No adverse effects were reported. Patient satisfaction surveys indicated that patients agreed or strongly agreed that continuous infusion with daily visits to an infusion center was a better alternative to hospitalization.
“There is a need for safe and effective intravenous antimicrobials that can be given outpatient, especially for difficult to treat or resistant infections,” Jones and Bland told Contagion®. “Having the option to avoid an admission or decrease length of stay in a patient that only requires intravenous antimicrobials would be beneficial.”
Research into the use of continuous infusion of C/T is limited, and this study included a limited number of patients with varying diagnoses and treatment histories.
“More research regarding safety and efficacy for [continuous infusion] C/T should be performed,” Bland told Contagion®. “Additionally, more research is needed regarding stability and efficacy/safety for other intravenous agents used in the treatment of multidrug-resistant pathogens in the outpatient setting.

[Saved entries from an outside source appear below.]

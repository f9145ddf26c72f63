//! SQLite-backed persistent store for LLM usage records.
//!
//! This module provides:
//! - Explicit, idempotent schema initialization when the store is opened
//! - Append-only recording of usage events with store-assigned ids and timestamps
//! - Aggregate and most-recent queries over all stored records
//! - Concurrent access support via a connection mutex and WAL mode

use chrono::{SecondsFormat, Utc};
use rusqlite::types::Type;
use rusqlite::{Connection, OptionalExtension, Row, params};
use std::fmt;
use std::fs;
use std::path::PathBuf;
use std::str::FromStr;
use std::sync::{Mutex, MutexGuard};
use std::thread;
use std::time::Duration;
use tracing::{debug, info, warn};

use crate::error::{Error, Result};
use crate::models::{UsageRecord, UsageSummary};
use crate::pricing::{CostBreakdown, PriceTable};

/// Number of records returned by [`UsageStore::get_recent`] when the caller gives no limit
pub const DEFAULT_RECENT_LIMIT: usize = 10;

/// Current on-disk schema version, stored in the `metadata` table
pub const SCHEMA_VERSION: &str = "1";

const IN_MEMORY: &str = ":memory:";
const OPEN_MAX_ATTEMPTS: u64 = 3;
const BUSY_TIMEOUT: Duration = Duration::from_millis(5000);

/// Where the usage table lives
#[derive(Debug, Clone, PartialEq, Eq)]
pub enum StorageLocation {
    /// Ephemeral, dropped with the store
    InMemory,
    /// Durable SQLite file
    File(PathBuf),
}

impl FromStr for StorageLocation {
    type Err = std::convert::Infallible;

    fn from_str(s: &str) -> std::result::Result<Self, Self::Err> {
        if s == IN_MEMORY {
            Ok(StorageLocation::InMemory)
        } else {
            Ok(StorageLocation::File(PathBuf::from(s)))
        }
    }
}

impl fmt::Display for StorageLocation {
    fn fmt(&self, f: &mut fmt::Formatter<'_>) -> fmt::Result {
        match self {
            StorageLocation::InMemory => f.write_str(IN_MEMORY),
            StorageLocation::File(path) => write!(f, "{}", path.display()),
        }
    }
}

/// Append-only usage log plus derived read queries.
///
/// All statements go through one connection guarded by a mutex, so the store
/// can be shared between threads (`Arc<UsageStore>`). Ids come from
/// `AUTOINCREMENT` and are never reused.
#[derive(Debug)]
pub struct UsageStore {
    conn: Mutex<Connection>,
    prices: PriceTable,
    location: StorageLocation,
}

impl UsageStore {
    /// Open a store priced with the built-in table
    pub fn open(location: &StorageLocation) -> Result<Self> {
        Self::open_with_prices(location, PriceTable::builtin().clone())
    }

    /// Open an ephemeral store, mostly useful for tests
    pub fn in_memory() -> Result<Self> {
        Self::open(&StorageLocation::InMemory)
    }

    /// Open (creating if needed) the database and initialize its schema
    pub fn open_with_prices(location: &StorageLocation, prices: PriceTable) -> Result<Self> {
        let conn = open_connection(location)?;
        init_schema(&conn)?;
        info!(location = %location, models = prices.entries().len(), "usage store opened");
        Ok(Self {
            conn: Mutex::new(conn),
            prices,
            location: location.clone(),
        })
    }

    pub fn prices(&self) -> &PriceTable {
        &self.prices
    }

    pub fn location(&self) -> &StorageLocation {
        &self.location
    }

    /// Price one call and persist it.
    ///
    /// Nothing is written when the model is unknown.
    pub fn record(
        &self,
        model: &str,
        input_tokens: u64,
        output_tokens: u64,
        endpoint: Option<&str>,
    ) -> Result<CostBreakdown> {
        let cost = self
            .prices
            .calculate_cost(model, input_tokens, output_tokens)?;
        let input = to_sql_count("input_tokens", input_tokens)?;
        let output = to_sql_count("output_tokens", output_tokens)?;

        let conn = self.lock()?;
        // Taken under the lock so timestamps never run backwards relative to ids
        let timestamp = Utc::now().to_rfc3339_opts(SecondsFormat::Micros, false);
        conn.execute(
            "INSERT INTO usage (timestamp, model, input_tokens, output_tokens,
                                input_cost, output_cost, total_cost, endpoint)
             VALUES (?1, ?2, ?3, ?4, ?5, ?6, ?7, ?8)",
            params![
                timestamp,
                model,
                input,
                output,
                cost.input_cost,
                cost.output_cost,
                cost.total_cost(),
                endpoint
            ],
        )?;

        debug!(
            id = conn.last_insert_rowid(),
            model,
            input_tokens,
            output_tokens,
            total_cost = cost.total_cost(),
            "recorded usage"
        );
        Ok(cost)
    }

    /// Totals across every stored record.
    ///
    /// Token totals are folded in `u128` rather than with SQL `SUM()`, which
    /// fails on integer overflow. A total beyond `u64` is reported as an error.
    pub fn get_summary(&self) -> Result<UsageSummary> {
        let conn = self.lock()?;
        let mut stmt = conn.prepare(
            "SELECT model, input_tokens, output_tokens, total_cost FROM usage ORDER BY id",
        )?;
        let mut rows = stmt.query([])?;

        let mut summary = UsageSummary::default();
        let mut input_tokens: u128 = 0;
        let mut output_tokens: u128 = 0;
        while let Some(row) = rows.next()? {
            let model: String = row.get(0)?;
            let cost: f64 = row.get(3)?;
            input_tokens += u128::from(get_count(row, 1)?);
            output_tokens += u128::from(get_count(row, 2)?);
            summary.total_requests += 1;
            summary.total_cost += cost;
            *summary.by_model.entry(model).or_insert(0.0) += cost;
        }
        summary.total_input_tokens = to_total("input_tokens", input_tokens)?;
        summary.total_output_tokens = to_total("output_tokens", output_tokens)?;

        debug!(
            total_requests = summary.total_requests,
            total_cost = summary.total_cost,
            "computed usage summary"
        );
        Ok(summary)
    }

    /// Up to `limit` records, most recently inserted first
    pub fn get_recent(&self, limit: usize) -> Result<Vec<UsageRecord>> {
        let limit = i64::try_from(limit).unwrap_or(i64::MAX);
        let conn = self.lock()?;
        let mut stmt = conn.prepare(
            "SELECT id, timestamp, model, input_tokens, output_tokens,
                    input_cost, output_cost, total_cost, endpoint
             FROM usage
             ORDER BY id DESC
             LIMIT ?1",
        )?;
        let records = stmt
            .query_map(params![limit], |row| {
                Ok(UsageRecord {
                    id: row.get(0)?,
                    timestamp: row.get(1)?,
                    model: row.get(2)?,
                    input_tokens: get_count(row, 3)?,
                    output_tokens: get_count(row, 4)?,
                    input_cost: row.get(5)?,
                    output_cost: row.get(6)?,
                    total_cost: row.get(7)?,
                    endpoint: row.get(8)?,
                })
            })?
            .collect::<rusqlite::Result<Vec<_>>>()?;

        debug!(limit, returned = records.len(), "fetched recent usage");
        Ok(records)
    }

    /// Schema version recorded in the database
    pub fn schema_version(&self) -> Result<Option<String>> {
        let conn = self.lock()?;
        get_metadata(&conn, "schema_version")
    }

    /// Close the underlying connection, reporting any error
    pub fn close(self) -> Result<()> {
        let location = self.location;
        let conn = self
            .conn
            .into_inner()
            .map_err(|_| Error::UnavailableStorage("connection mutex poisoned".to_string()))?;
        conn.close().map_err(|(_, e)| Error::from(e))?;
        info!(location = %location, "usage store closed");
        Ok(())
    }

    fn lock(&self) -> Result<MutexGuard<'_, Connection>> {
        self.conn
            .lock()
            .map_err(|_| Error::UnavailableStorage("connection mutex poisoned".to_string()))
    }
}

/// Open a connection, retrying briefly while another process holds the lock
fn open_connection(location: &StorageLocation) -> Result<Connection> {
    let path = match location {
        StorageLocation::InMemory => return Ok(Connection::open_in_memory()?),
        StorageLocation::File(path) => path,
    };

    if let Some(parent) = path.parent()
        && !parent.as_os_str().is_empty()
        && !parent.exists()
    {
        fs::create_dir_all(parent)?;
    }

    let mut attempts = 0;
    loop {
        let opened = Connection::open(path).and_then(|conn| {
            conn.busy_timeout(BUSY_TIMEOUT)?;
            conn.pragma_update_and_check(None, "journal_mode", "WAL", |row| {
                row.get::<_, String>(0)
            })?;
            Ok(conn)
        });
        match opened {
            Ok(conn) => return Ok(conn),
            Err(e) if e.to_string().contains("locked") && attempts < OPEN_MAX_ATTEMPTS => {
                attempts += 1;
                warn!(attempt = attempts, path = %path.display(), "database locked, retrying open");
                thread::sleep(Duration::from_millis(100 * attempts));
            }
            Err(e) => return Err(e.into()),
        }
    }
}

/// Create tables and indexes if they don't exist.
fn init_schema(conn: &Connection) -> Result<()> {
    conn.execute_batch(
        "CREATE TABLE IF NOT EXISTS usage (
            id INTEGER PRIMARY KEY AUTOINCREMENT,
            timestamp TEXT NOT NULL,
            model TEXT NOT NULL,
            input_tokens INTEGER NOT NULL,
            output_tokens INTEGER NOT NULL,
            input_cost REAL NOT NULL,
            output_cost REAL NOT NULL,
            total_cost REAL NOT NULL,
            endpoint TEXT
        );
        CREATE INDEX IF NOT EXISTS idx_usage_model ON usage(model);
        CREATE TABLE IF NOT EXISTS metadata (
            key TEXT PRIMARY KEY,
            value TEXT NOT NULL
        );
        INSERT OR IGNORE INTO metadata (key, value) VALUES ('schema_version', '1');",
    )?;

    match get_metadata(conn, "schema_version")? {
        Some(v) if v == SCHEMA_VERSION => Ok(()),
        other => Err(Error::UnavailableStorage(format!(
            "unsupported schema version {other:?}, expected {SCHEMA_VERSION}"
        ))),
    }
}

fn get_metadata(conn: &Connection, key: &str) -> Result<Option<String>> {
    let value = conn
        .query_row(
            "SELECT value FROM metadata WHERE key = ?1",
            params![key],
            |row| row.get::<_, String>(0),
        )
        .optional()?;
    Ok(value)
}

fn to_sql_count(field: &str, n: u64) -> Result<i64> {
    i64::try_from(n)
        .map_err(|_| Error::InvalidInput(format!("{field} exceeds the storable maximum of {}", i64::MAX)))
}

fn to_total(field: &str, total: u128) -> Result<u64> {
    u64::try_from(total)
        .map_err(|_| Error::UnavailableStorage(format!("{field} total {total} exceeds {}", u64::MAX)))
}

fn get_count(row: &Row<'_>, idx: usize) -> rusqlite::Result<u64> {
    let v: i64 = row.get(idx)?;
    u64::try_from(v)
        .map_err(|e| rusqlite::Error::FromSqlConversionFailure(idx, Type::Integer, Box::new(e)))
}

Many of these infections don’t have an amenable oral option, could potentially be treated outside of the hospital, and potentially increase patient quality of life by facilitating treatment in the outpatient setting.”
The combination of C/T was found to be safe and effective for patients with drug-resistant Pseudomonas aeruginosa when compared with polymyxins or aminoglycosides, according to a study published last year. That study showed that 81% of patients who took C/T were clinically cured and acute kidney injury rates (6%) were lower than for patients who received polymyxin/aminoglycoside (34%).
The treatment also did well for immunocompromised patients with multidrug-resistant Pseudomonas infections, according to a retrospective cohort study of patients from 15 United States institutions. That study showed a 69% rate of clinical cure and a 19% rate of 30-day all-cause mortality.